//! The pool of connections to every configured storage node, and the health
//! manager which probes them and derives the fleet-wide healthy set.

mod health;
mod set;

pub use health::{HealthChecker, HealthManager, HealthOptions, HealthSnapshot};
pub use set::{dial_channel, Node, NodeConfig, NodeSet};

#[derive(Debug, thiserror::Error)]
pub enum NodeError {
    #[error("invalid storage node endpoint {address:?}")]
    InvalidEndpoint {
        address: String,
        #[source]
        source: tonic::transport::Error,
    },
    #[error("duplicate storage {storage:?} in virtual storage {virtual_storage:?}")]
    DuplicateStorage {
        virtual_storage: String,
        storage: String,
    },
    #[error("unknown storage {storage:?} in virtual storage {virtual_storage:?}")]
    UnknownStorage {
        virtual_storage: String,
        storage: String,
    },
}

DIRECTIONS:
Would you please transcribe the records above in full and exactly?

ANSWER TO THE EXERCISE:
//! The pool of connections to every configured storage node, and the health
//! manager which probes them and derives the fleet-wide healthy set.

mod health;
mod set;

pub use health::{HealthChecker, HealthManager, HealthOptions, HealthSnapshot};
pub use set::{dial_channel, Node, NodeConfig, NodeSet};

#[derive(Debug, thiserror::Error)]
pub enum NodeError {
    #[error("invalid storage node endpoint {address:?}")]
    InvalidEndpoint {
        address: String,
        #[source]
        source: tonic::transport::Error,
    },
    #[error("duplicate storage {storage:?} in virtual storage {virtual_storage:?}")]
    DuplicateStorage {
        virtual_storage: String,
        storage: String,
    },
    #[error("unknown storage {storage:?} in virtual storage {virtual_storage:?}")]
    UnknownStorage {
        virtual_storage: String,
        storage: String,
    },
}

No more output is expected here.